Chris Scheuer (1952-2026) : l’élégance de la BD autrichienne…

Discret, l’auteur Chris Scheuer s’est paisiblement éteint le 12 juillet 2026, à l’âge de 73 ans. Originaire de Graz en Autriche, il était le petit-fils de l’écrivaine Grete Scheuer et le fils d’un restaurateur d’art. Malgré une visibilité parfois confidentielle, il a marqué le monde de la bande dessinée européenne de son empreinte grâce à son trait vif et élégant.

Le parcours de Chris Scheuer est celui d’un écorché vif. Après des années de vagabondage, il fait ses premières armes au début des années 1980, dans la revue culte Schwermetall : l’équivalent allemand de Métal hurlant. En 1983, son premier album (« Sheshiva ») le fait vraiment connaître des lecteurs germanophones. Très rapidement, il devient une figure centrale de la scène créative allemande, aux côtés de Matthias Schulteiss.

Dès 1984, lors du premier Comic-Salon Erlangen, dont il réalise l’affiche, il reçoit le prix Max et Moritz du meilleur artiste germanophone : une double consécration précoce et méritée.

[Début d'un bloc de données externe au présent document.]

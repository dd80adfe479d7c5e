use crate::types::Article;

/// Write side of the shared article store that the page views render from.
pub trait ArticleStore: Send + Sync {
    /// Articles of the active category, kept apart from search results
    fn set_article_category(&self, articles: Vec<Article>);

    /// The list currently displayed on the home view
    fn set_articles(&self, articles: Vec<Article>);

    /// The article opened in the detail view
    fn set_article(&self, article: Article);

    fn set_search_mode(&self, enabled: bool);

    fn set_category_name(&self, name: &str);
}
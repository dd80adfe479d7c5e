use nh_core::Result;
use std::collections::HashMap;
use std::sync::{Mutex, PoisonError};

use crate::KeyValueStore;

#[derive(Debug, Default)]
pub struct MemoryStore {
    entries: Mutex<HashMap<String, String>>,
}

impl MemoryStore {
    pub fn new() -> Self {
        Self::default()
    }

    pub fn len(&self) -> usize {
        self.entries.lock().unwrap_or_else(PoisonError::into_inner).len()
    }

    pub fn is_empty(&self) -> bool {
        self.len() == 0
    }
}

impl KeyValueStore for MemoryStore {
    fn get(&self, key: &str) -> Result<Option<String>> {
        let entries = self.entries.lock().unwrap_or_else(PoisonError::into_inner);
        Ok(entries.get(key).cloned())
    }

    fn set(&self, key: &str, value: &str) -> Result<()> {
        let mut entries = self.entries.lock().unwrap_or_else(PoisonError::into_inner);
        entries.insert(key.to_string(), value.to_string());
        Ok(())
    }
}

#[cfg(test)]
mod tests {
    use super::*;

    #[test]
    fn test_memory_store() {
        let store = MemoryStore::new();
        assert!(store.is_empty());
        assert_eq!(store.get("selectedCountry").unwrap(), None);

        store.set("selectedCountry", "jp").unwrap();
        store.set("selectedCountry", "gb").unwrap();
        assert_eq!(store.get("selectedCountry").unwrap().as_deref(), Some("gb"));
        assert_eq!(store.len(), 1);
    }
}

S’il est célèbre outre-Rhin, il est également traduit en France : d’abord dans Charlie mensuel en 1984, puis dans Pilote en 1986 et 1987, (À suivre) en 1986 et 1994 ou dans L’Écho des savanes en 1989.

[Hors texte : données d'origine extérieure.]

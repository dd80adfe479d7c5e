use nh_core::{Article, ArticleList, ArticleStore, Error, NewsClient, Result, SearchQuery};
use std::sync::{Arc, Mutex, MutexGuard, PoisonError};
use std::time::Duration;
use tokio::task::JoinHandle;
use tokio::time::sleep;
use tokio_util::sync::CancellationToken;
use tracing::{debug, error, info};

#[derive(Debug, Default)]
struct SearchState {
    /// Bumped on every keystroke and reset. A debounce timer only fires if it
    /// still holds the latest value.
    keystroke: u64,
    pending: Option<JoinHandle<()>>,
    last_dispatched: Option<SearchQuery>,
    /// Sequence number of the most recent dispatch. Completions carrying any
    /// other number are stale.
    dispatched: u64,
    in_flight: Option<CancellationToken>,
    results: Vec<Article>,
}

impl SearchState {
    fn disarm(&mut self) {
        self.keystroke = self.keystroke.wrapping_add(1);
        if let Some(pending) = self.pending.take() {
            pending.abort();
        }
    }

    fn supersede(&mut self) -> u64 {
        self.dispatched = self.dispatched.wrapping_add(1);
        if let Some(token) = self.in_flight.take() {
            token.cancel();
        }
        self.dispatched
    }
}

struct Inner {
    client: Arc<dyn NewsClient>,
    store: Arc<dyn ArticleStore>,
    debounce: Duration,
    state: Mutex<SearchState>,
}

impl Inner {
    fn lock(&self) -> MutexGuard<'_, SearchState> {
        self.state.lock().unwrap_or_else(PoisonError::into_inner)
    }

    async fn dispatch(self: Arc<Self>, keystroke: u64, query: SearchQuery) {
        let (seq, token) = {
            let mut state = self.lock();
            if state.keystroke != keystroke {
                debug!("Query {:?} superseded before dispatch", query.as_str());
                return;
            }
            state.pending = None;
            if state.last_dispatched.as_ref() == Some(&query) {
                debug!("Query {:?} unchanged, not searching again", query.as_str());
                return;
            }
            state.last_dispatched = Some(query.clone());
            let seq = state.supersede();
            let token = CancellationToken::new();
            state.in_flight = Some(token.clone());
            (seq, token)
        };

        debug!("Dispatching search #{} for {:?}", seq, query.as_str());
        let result = tokio::select! {
            _ = token.cancelled() => Err(Error::StaleResult),
            result = self.client.search(query.as_str()) => result,
        };
        self.complete(seq, &query, result);
    }

    fn complete(&self, seq: u64, query: &SearchQuery, result: Result<ArticleList>) {
        let mut state = self.lock();
        if seq != state.dispatched {
            debug!(
                "Discarding stale results for {:?} (#{} < #{})",
                query.as_str(),
                seq,
                state.dispatched
            );
            return;
        }
        state.in_flight = None;

        match result {
            Ok(list) => {
                info!("🔍 {} results for {:?}", list.articles.len(), query.as_str());
                self.store.set_articles(list.articles.clone());
                self.store.set_search_mode(true);
                state.results = list.articles;
            }
            Err(Error::StaleResult) => debug!("Search for {:?} cancelled", query.as_str()),
            Err(e) => {
                error!("Search for {:?} failed: {}", query.as_str(), e);
                // Let the same term be retried
                state.last_dispatched = None;
            }
        }
    }
}

/// Debounced, latest-wins search behind the header's search box.
///
/// Cheap to clone; clones share the same pipeline. Must be driven from inside a
/// Tokio runtime, since each keystroke arms a timer task.
#[derive(Clone)]
pub struct SearchCoordinator {
    inner: Arc<Inner>,
}

impl SearchCoordinator {
    pub fn new(
        client: Arc<dyn NewsClient>,
        store: Arc<dyn ArticleStore>,
        debounce: Duration,
    ) -> Self {
        Self {
            inner: Arc::new(Inner {
                client,
                store,
                debounce,
                state: Mutex::new(SearchState::default()),
            }),
        }
    }

    pub fn on_term_changed(&self, raw_input: &str) {
        match SearchQuery::parse(raw_input) {
            Some(query) => self.enqueue(query),
            None => self.reset_search_data(),
        }
    }

    /// Clears the local results and abandons any pending or in-flight search.
    /// The store's search mode is left as it is.
    pub fn reset_search_data(&self) {
        {
            let mut state = self.inner.lock();
            state.disarm();
            state.supersede();
            state.last_dispatched = None;
            state.results.clear();
        }
        self.inner.client.reset_search();
        debug!("Search data reset");
    }

    pub fn results(&self) -> Vec<Article> {
        self.inner.lock().results.clone()
    }

    pub fn is_pending(&self) -> bool {
        self.inner.lock().pending.is_some()
    }

    pub fn is_in_flight(&self) -> bool {
        self.inner.lock().in_flight.is_some()
    }

    fn enqueue(&self, query: SearchQuery) {
        let mut state = self.inner.lock();
        state.disarm();
        let keystroke = state.keystroke;
        let inner = Arc::clone(&self.inner);
        state.pending = Some(tokio::spawn(async move {
            sleep(inner.debounce).await;
            inner.dispatch(keystroke, query).await;
        }));
    }
}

On se souvient de son dessin précis et atmosphérique, proche des illustrations de mode au crayon gras, capable de rendre aussi bien les décors réalistes que les univers oniriques dans les albums « Comme un parfum de Guerlain » aux éditions Magic Strip (1986) — sur un scénario de Wolfgang Mendl — ou de « Marie Jade » (1988) — avec Rodolphe pour les textes — chez Vents d’Ouest : compilation des récits complets proposés dans Charlie mensuel et Pilote.

Pourtant, après avoir publié l’album « Sir Ballantime » aux éditions Carlsen (en 1990), cet artiste installé à Hambourg s’éloigne de la bande dessinée, durant deux décennies, pour œuvrer dans la publicité et réaliser de nombreux story-boards. La grande lisibilité de son trait et un sens aigu de la mise en scène cinématographique y font merveille, car il sait guider l’œil du metteur en scène avec efficacité : privilégiant la clarté narrative, même dans des compositions complexes.

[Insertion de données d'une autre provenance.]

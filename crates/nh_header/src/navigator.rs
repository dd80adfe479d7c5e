use nh_core::{
    ArticleList, ArticleStore, Category, CategorySelection, Country, NavigationEvent, Navigator,
    NewsClient, DEFAULT_CATEGORY_NAME, HOME_PATH,
};
use nh_storage::PersistentPreferences;
use std::sync::{Arc, Mutex, MutexGuard, PoisonError};
use tokio::sync::broadcast::error::RecvError;
use tokio::sync::watch;
use tokio::task::JoinHandle;
use tracing::{debug, error, info, warn};

use crate::HeaderConfig;

#[derive(Debug)]
struct Selection {
    category: CategorySelection,
    country: Country,
}

/// Owns the header's category and country selection.
///
/// Category and country fetches are not serialized against each other: when
/// two overlap, whichever resolves last decides what the store shows.
pub struct CategoryNavigator {
    client: Arc<dyn NewsClient>,
    store: Arc<dyn ArticleStore>,
    prefs: Arc<PersistentPreferences>,
    navigator: Arc<dyn Navigator>,
    config: HeaderConfig,
    selection: Mutex<Selection>,
    country_tx: watch::Sender<Country>,
}

impl CategoryNavigator {
    pub fn new(
        client: Arc<dyn NewsClient>,
        store: Arc<dyn ArticleStore>,
        prefs: Arc<PersistentPreferences>,
        navigator: Arc<dyn Navigator>,
        config: HeaderConfig,
    ) -> Self {
        let category = CategorySelection {
            category: prefs.active_category().unwrap_or_default(),
            display_name: prefs
                .category_name()
                .unwrap_or_else(|| DEFAULT_CATEGORY_NAME.to_string()),
        };
        let country = prefs.selected_country().unwrap_or_default();
        let (country_tx, _) = watch::channel(country);

        Self {
            client,
            store,
            prefs,
            navigator,
            config,
            selection: Mutex::new(Selection { category, country }),
            country_tx,
        }
    }

    pub fn active_category(&self) -> Category {
        self.lock().category.category
    }

    pub fn category_selection(&self) -> CategorySelection {
        self.lock().category.clone()
    }

    pub fn selected_country(&self) -> Country {
        self.lock().country
    }

    /// Follows every country the user picks.
    pub fn subscribe_country(&self) -> watch::Receiver<Country> {
        self.country_tx.subscribe()
    }

    /// Loads the last category into the home view when the app opens on it.
    pub async fn start(&self) {
        let path = self.navigator.current_path();
        if !self.config.is_home(&path) {
            debug!("Starting on {}, skipping initial fetch", path);
            return;
        }
        let category = self.active_category();
        self.select_category(category, DEFAULT_CATEGORY_NAME).await;
    }

    pub async fn select_category(&self, category: Category, display_name: &str) {
        let country = self.selected_country();
        match self
            .client
            .get_news_by_category_and_country(category.code(), country.code())
            .await
        {
            Ok(list) => self.apply(category, display_name, list),
            Err(e) => error!("Fetch news by category {}/{} failed: {}", category, country, e),
        }
    }

    /// Re-fetches the active category for the new country.
    pub async fn select_country(&self, country: Country) {
        let selection = {
            let mut state = self.lock();
            state.country = country;
            state.category.clone()
        };
        self.prefs.set_selected_country(country);
        self.country_tx.send_replace(country);
        info!("🌍 Country set to {} ({})", country.code(), country.name());

        self.select_category(selection.category, &selection.display_name).await;
    }

    /// History moves can land on a view without going through `select_category`,
    /// so the active category is taken back from storage.
    pub fn on_navigation_completed(&self, event: &NavigationEvent) {
        let category = self.prefs.active_category().unwrap_or_default();
        let name = self.prefs.category_name();
        let mut state = self.lock();
        if state.category.category != category {
            debug!("Navigation to {} restored category {}", event.path(), category);
        }
        state.category.category = category;
        if let Some(name) = name {
            state.category.display_name = name;
        }
    }

    pub fn spawn_navigation_listener(self: &Arc<Self>) -> JoinHandle<()> {
        let mut events = self.navigator.subscribe();
        let this = Arc::clone(self);
        tokio::spawn(async move {
            loop {
                match events.recv().await {
                    Ok(event) => this.on_navigation_completed(&event),
                    Err(RecvError::Lagged(missed)) => {
                        warn!("Navigation listener missed {} events", missed);
                        let path = this.navigator.current_path();
                        let event = NavigationEvent::NavigationCompleted { path };
                        this.on_navigation_completed(&event);
                    }
                    Err(RecvError::Closed) => break,
                }
            }
        })
    }

    fn apply(&self, category: Category, display_name: &str, list: ArticleList) {
        {
            let mut state = self.lock();
            state.category = CategorySelection {
                category,
                display_name: display_name.to_string(),
            };
        }
        self.prefs.set_active_category(category);
        self.store.set_category_name(display_name);
        self.prefs.set_category_name(display_name);
        info!("📰 Showing {} articles for {}", list.articles.len(), category);
        self.store.set_article_category(list.articles.clone());
        self.store.set_articles(list.articles);

        let path = self.navigator.current_path();
        if !self.config.is_home(&path) {
            self.navigator.navigate_to(HOME_PATH);
        }
    }

    fn lock(&self) -> MutexGuard<'_, Selection> {
        self.selection.lock().unwrap_or_else(PoisonError::into_inner)
    }
}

Après une longue période de relative discrétion dans le monde de l’édition, Chris Scheuer fait un retour remarqué en 2019 : avec la trilogie « Reiche Ernte » (« Riche Moisson ») chez Panini. Ces adaptations glaçantes de nouvelles d’horreur de Matthias Bauer démontrent, une nouvelle fois, la puissance de son graphisme : son dessin installant une ambiance, souvent lourde ou mystérieuse, propice aux récits d’anticipation ou d’horreur, grâce à une forte maîtrise des contrastes et des jeux d’ombre bien à lui.

Le point culminant de cette renaissance a lieu en juin 2025, un an avant son décès, lorsque le Comicfestival Munich lui dédie une grande exposition, accompagnée du prix honorifique PENG ! pour l’ensemble de sa carrière, en évoquant toujours une forme d’élégance dans le traitement des sujets sombres. Il travaille jusqu’à la fin sur son autobiographie, publiée par les éditions Aleph à l’initiative d’Achim Schnurrer (son éditeur germanique chez Schwermetall), où il revient sur sa jeunesse mouvementée.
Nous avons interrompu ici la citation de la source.